### TASK
Repeat the data below exactly, with every entry included.

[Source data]
'''
use market_stream::{BackoffPolicy, Interval, MarketError, SnapshotLoader};
use reqwest::Client;
use serde_json::{json, Value};
use std::time::Duration;
use wiremock::matchers::{method, path, query_param};
use wiremock::{Mock, MockServer, ResponseTemplate};

fn fast_retry() -> BackoffPolicy {
    BackoffPolicy {
        base: Duration::from_millis(1),
        cap: Duration::from_millis(5),
        jitter: Duration::ZERO,
        max_attempts: 3,
    }
}

fn loader(base_url: &str) -> SnapshotLoader {
    SnapshotLoader::with_client(Client::new(), base_url, fast_retry())
}

fn kline_row(open_time: i64, close: &str) -> Value {
    json!([
        open_time,
        "100.0",
        "110.0",
        "95.0",
        close,
        "10.5",
        open_time + 3_599_999,
        "1050.0",
        42,
        "5.0",
        "500.0",
        "0"
    ])
}

#[tokio::test]
async fn history_request_clamps_limit_and_orders_rows() {
    let server = MockServer::start().await;
    Mock::given(method("GET"))
        .and(path("/api/v3/klines"))
        .and(query_param("symbol", "BTCUSDT"))
        .and(query_param("interval", "1h"))
        .and(query_param("limit", "1000"))
        .respond_with(ResponseTemplate::new(200).set_body_json(json!([
            kline_row(7_200_000, "102.0"),
            kline_row(3_600_000, "101.0"),
            kline_row(7_200_000, "102.0"),
        ])))
        .expect(1)
        .mount(&server)
        .await;

    let candles = loader(&server.uri())
        .load_history("btcusdt", Interval::H1, 2_000)
        .await
        .expect("history should load");

    let starts: Vec<i64> = candles.iter().map(|candle| candle.period_start).collect();
    assert_eq!(starts, vec![3_600_000, 7_200_000]);
    assert_eq!(candles[0].close, 101.0);
    assert_eq!(candles[0].volume, 10.5);
}

#[tokio::test]
async fn transient_server_error_is_retried() {
    let server = MockServer::start().await;
    Mock::given(method("GET"))
        .and(path("/api/v3/klines"))
        .respond_with(ResponseTemplate::new(503))
        .up_to_n_times(1)
        .expect(1)
        .mount(&server)
        .await;
    Mock::given(method("GET"))
        .and(path("/api/v3/klines"))
        .respond_with(ResponseTemplate::new(200).set_body_json(json!([kline_row(0, "100.5")])))
        .expect(1)
        .mount(&server)
        .await;

    let candles = loader(&server.uri())
        .load_history("BTCUSDT", Interval::M1, 1)
        .await
        .expect("second attempt should succeed");

    assert_eq!(candles.len(), 1);
    assert_eq!(candles[0].close, 100.5);
}

#[tokio::test]
async fn invalid_symbol_is_rejected_without_retry() {
    let server = MockServer::start().await;
    Mock::given(method("GET"))
        .and(path("/api/v3/ticker/24hr"))
        .respond_with(
            ResponseTemplate::new(400)
                .set_body_json(json!({"code": -1121, "msg": "Invalid symbol."})),
        )
        .expect(1)
        .mount(&server)
        .await;

    let error = loader(&server.uri())
        .load_summary("NOPEUSDT")
        .await
        .expect_err("invalid symbol should fail");

    let rest = match error {
        MarketError::Rejected(rest) => rest,
        other => panic!("expected a rejected request, got {other:?}"),
    };
    assert_eq!(rest.status, Some(400));
    assert_eq!(rest.code, -1121);
    assert_eq!(rest.message, "Invalid symbol.");
    assert!(rest.timestamp > 0);
}

#[tokio::test]
async fn rate_limit_exhausts_bounded_retries() {
    let server = MockServer::start().await;
    Mock::given(method("GET"))
        .and(path("/api/v3/klines"))
        .respond_with(
            ResponseTemplate::new(429)
                .insert_header("Retry-After", "0")
                .set_body_json(json!({"code": -1003, "msg": "Too many requests."})),
        )
        .expect(4)
        .mount(&server)
        .await;

    let error = loader(&server.uri())
        .load_history("BTCUSDT", Interval::M1, 10)
        .await
        .expect_err("rate limit should exhaust retries");

    assert!(error.is_retryable());
    let rest = match error {
        MarketError::Exhausted(rest) => rest,
        other => panic!("expected exhausted retries, got {other:?}"),
    };
    assert_eq!(rest.status, Some(429));
    assert_eq!(rest.code, -1003);
}

#[tokio::test]
async fn unreachable_host_surfaces_network_error_after_retries() {
    let error = loader("http://127.0.0.1:1")
        .load_summary("BTCUSDT")
        .await
        .expect_err("closed port should fail");

    let rest = match error {
        MarketError::Exhausted(rest) => rest,
        other => panic!("expected exhausted retries, got {other:?}"),
    };
    assert_eq!(rest.status, None);
    assert_eq!(rest.code, -1);
}

#[tokio::test]
async fn summary_is_parsed_from_rolling_statistics() {
    let server = MockServer::start().await;
    Mock::given(method("GET"))
        .and(path("/api/v3/ticker/24hr"))
        .and(query_param("symbol", "ETHUSDT"))
        .respond_with(ResponseTemplate::new(200).set_body_json(json!({
            "symbol": "ETHUSDT",
            "priceChange": "-25.50",
            "priceChangePercent": "-0.810",
            "weightedAvgPrice": "3140.2",
            "lastPrice": "3120.00",
            "openPrice": "3145.50",
            "highPrice": "3190.00",
            "lowPrice": "3100.10",
            "volume": "152340.1",
            "quoteVolume": "478364132.7",
            "openTime": 1_700_000_000_000_i64,
            "closeTime": 1_700_086_399_999_i64,
            "firstId": 1,
            "lastId": 1001,
            "count": 1001
        })))
        .mount(&server)
        .await;

    let summary = loader(&server.uri())
        .load_summary("ethusdt")
        .await
        .expect("summary should load");

    assert_eq!(summary.symbol, "ETHUSDT");
    assert_eq!(summary.price_change, -25.5);
    assert_eq!(summary.price_change_percent, -0.81);
    assert_eq!(summary.last_price, 3120.0);
    assert_eq!(summary.trade_count, 1001);
}

#[tokio::test]
async fn spot_symbols_keep_only_trading_pairs() {
    let server = MockServer::start().await;
    Mock::given(method("GET"))
        .and(path("/api/v3/exchangeInfo"))
        .and(query_param("permissions", "SPOT"))
        .respond_with(ResponseTemplate::new(200).set_body_json(json!({
            "symbols": [
                {"symbol": "ETHUSDT", "status": "TRADING", "isSpotTradingAllowed": true},
                {"symbol": "BTCUSDT", "status": "TRADING", "isSpotTradingAllowed": true},
                {"symbol": "LUNAUSDT", "status": "BREAK", "isSpotTradingAllowed": true},
                {"symbol": "XYZUSDT", "status": "TRADING", "isSpotTradingAllowed": false},
                {"symbol": "BTCUSDT", "status": "TRADING", "isSpotTradingAllowed": true}
            ]
        })))
        .mount(&server)
        .await;

    let symbols = loader(&server.uri())
        .load_spot_symbols()
        .await
        .expect("symbols should load");

    assert_eq!(symbols, vec!["BTCUSDT".to_string(), "ETHUSDT".to_string()]);
}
'''
### EXERCISE RESULT
use market_stream::{BackoffPolicy, Interval, MarketError, SnapshotLoader};
use reqwest::Client;
use serde_json::{json, Value};
use std::time::Duration;
use wiremock::matchers::{method, path, query_param};
use wiremock::{Mock, MockServer, ResponseTemplate};

fn fast_retry() -> BackoffPolicy {
    BackoffPolicy {
        base: Duration::from_millis(1),
        cap: Duration::from_millis(5),
        jitter: Duration::ZERO,
        max_attempts: 3,
    }
}

fn loader(base_url: &str) -> SnapshotLoader {
    SnapshotLoader::with_client(Client::new(), base_url, fast_retry())
}

fn kline_row(open_time: i64, close: &str) -> Value {
    json!([
        open_time,
        "100.0",
        "110.0",
        "95.0",
        close,
        "10.5",
        open_time + 3_599_999,
        "1050.0",
        42,
        "5.0",
        "500.0",
        "0"
    ])
}

#[tokio::test]
async fn history_request_clamps_limit_and_orders_rows() {
    let server = MockServer::start().await;
    Mock::given(method("GET"))
        .and(path("/api/v3/klines"))
        .and(query_param("symbol", "BTCUSDT"))
        .and(query_param("interval", "1h"))
        .and(query_param("limit", "1000"))
        .respond_with(ResponseTemplate::new(200).set_body_json(json!([
            kline_row(7_200_000, "102.0"),
            kline_row(3_600_000, "101.0"),
            kline_row(7_200_000, "102.0"),
        ])))
        .expect(1)
        .mount(&server)
        .await;

    let candles = loader(&server.uri())
        .load_history("btcusdt", Interval::H1, 2_000)
        .await
        .expect("history should load");

    let starts: Vec<i64> = candles.iter().map(|candle| candle.period_start).collect();
    assert_eq!(starts, vec![3_600_000, 7_200_000]);
    assert_eq!(candles[0].close, 101.0);
    assert_eq!(candles[0].volume, 10.5);
}

#[tokio::test]
async fn transient_server_error_is_retried() {
    let server = MockServer::start().await;
    Mock::given(method("GET"))
        .and(path("/api/v3/klines"))
        .respond_with(ResponseTemplate::new(503))
        .up_to_n_times(1)
        .expect(1)
        .mount(&server)
        .await;
    Mock::given(method("GET"))
        .and(path("/api/v3/klines"))
        .respond_with(ResponseTemplate::new(200).set_body_json(json!([kline_row(0, "100.5")])))
        .expect(1)
        .mount(&server)
        .await;

    let candles = loader(&server.uri())
        .load_history("BTCUSDT", Interval::M1, 1)
        .await
        .expect("second attempt should succeed");

    assert_eq!(candles.len(), 1);
    assert_eq!(candles[0].close, 100.5);
}

#[tokio::test]
async fn invalid_symbol_is_rejected_without_retry() {
    let server = MockServer::start().await;
    Mock::given(method("GET"))
        .and(path("/api/v3/ticker/24hr"))
        .respond_with(
            ResponseTemplate::new(400)
                .set_body_json(json!({"code": -1121, "msg": "Invalid symbol."})),
        )
        .expect(1)
        .mount(&server)
        .await;

    let error = loader(&server.uri())
        .load_summary("NOPEUSDT")
        .await
        .expect_err("invalid symbol should fail");

    let rest = match error {
        MarketError::Rejected(rest) => rest,
        other => panic!("expected a rejected request, got {other:?}"),
    };
    assert_eq!(rest.status, Some(400));
    assert_eq!(rest.code, -1121);
    assert_eq!(rest.message, "Invalid symbol.");
    assert!(rest.timestamp > 0);
}

#[tokio::test]
async fn rate_limit_exhausts_bounded_retries() {
    let server = MockServer::start().await;
    Mock::given(method("GET"))
        .and(path("/api/v3/klines"))
        .respond_with(
            ResponseTemplate::new(429)
                .insert_header("Retry-After", "0")
                .set_body_json(json!({"code": -1003, "msg": "Too many requests."})),
        )
        .expect(4)
        .mount(&server)
        .await;

    let error = loader(&server.uri())
        .load_history("BTCUSDT", Interval::M1, 10)
        .await
        .expect_err("rate limit should exhaust retries");

    assert!(error.is_retryable());
    let rest = match error {
        MarketError::Exhausted(rest) => rest,
        other => panic!("expected exhausted retries, got {other:?}"),
    };
    assert_eq!(rest.status, Some(429));
    assert_eq!(rest.code, -1003);
}

#[tokio::test]
async fn unreachable_host_surfaces_network_error_after_retries() {
    let error = loader("http://127.0.0.1:1")
        .load_summary("BTCUSDT")
        .await
        .expect_err("closed port should fail");

    let rest = match error {
        MarketError::Exhausted(rest) => rest,
        other => panic!("expected exhausted retries, got {other:?}"),
    };
    assert_eq!(rest.status, None);
    assert_eq!(rest.code, -1);
}

#[tokio::test]
async fn summary_is_parsed_from_rolling_statistics() {
    let server = MockServer::start().await;
    Mock::given(method("GET"))
        .and(path("/api/v3/ticker/24hr"))
        .and(query_param("symbol", "ETHUSDT"))
        .respond_with(ResponseTemplate::new(200).set_body_json(json!({
            "symbol": "ETHUSDT",
            "priceChange": "-25.50",
            "priceChangePercent": "-0.810",
            "weightedAvgPrice": "3140.2",
            "lastPrice": "3120.00",
            "openPrice": "3145.50",
            "highPrice": "3190.00",
            "lowPrice": "3100.10",
            "volume": "152340.1",
            "quoteVolume": "478364132.7",
            "openTime": 1_700_000_000_000_i64,
            "closeTime": 1_700_086_399_999_i64,
            "firstId": 1,
            "lastId": 1001,
            "count": 1001
        })))
        .mount(&server)
        .await;

    let summary = loader(&server.uri())
        .load_summary("ethusdt")
        .await
        .expect("summary should load");

    assert_eq!(summary.symbol, "ETHUSDT");
    assert_eq!(summary.price_change, -25.5);
    assert_eq!(summary.price_change_percent, -0.81);
    assert_eq!(summary.last_price, 3120.0);
    assert_eq!(summary.trade_count, 1001);
}

#[tokio::test]
async fn spot_symbols_keep_only_trading_pairs() {
    let server = MockServer::start().await;
    Mock::given(method("GET"))
        .and(path("/api/v3/exchangeInfo"))
        .and(query_param("permissions", "SPOT"))
        .respond_with(ResponseTemplate::new(200).set_body_json(json!({
            "symbols": [
                {"symbol": "ETHUSDT", "status": "TRADING", "isSpotTradingAllowed": true},
                {"symbol": "BTCUSDT", "status": "TRADING", "isSpotTradingAllowed": true},
                {"symbol": "LUNAUSDT", "status": "BREAK", "isSpotTradingAllowed": true},
                {"symbol": "XYZUSDT", "status": "TRADING", "isSpotTradingAllowed": false},
                {"symbol": "BTCUSDT", "status": "TRADING", "isSpotTradingAllowed": true}
            ]
        })))
        .mount(&server)
        .await;

    let symbols = loader(&server.uri())
        .load_spot_symbols()
        .await
        .expect("symbols should load");

    assert_eq!(symbols, vec!["BTCUSDT".to_string(), "ETHUSDT".to_string()]);
}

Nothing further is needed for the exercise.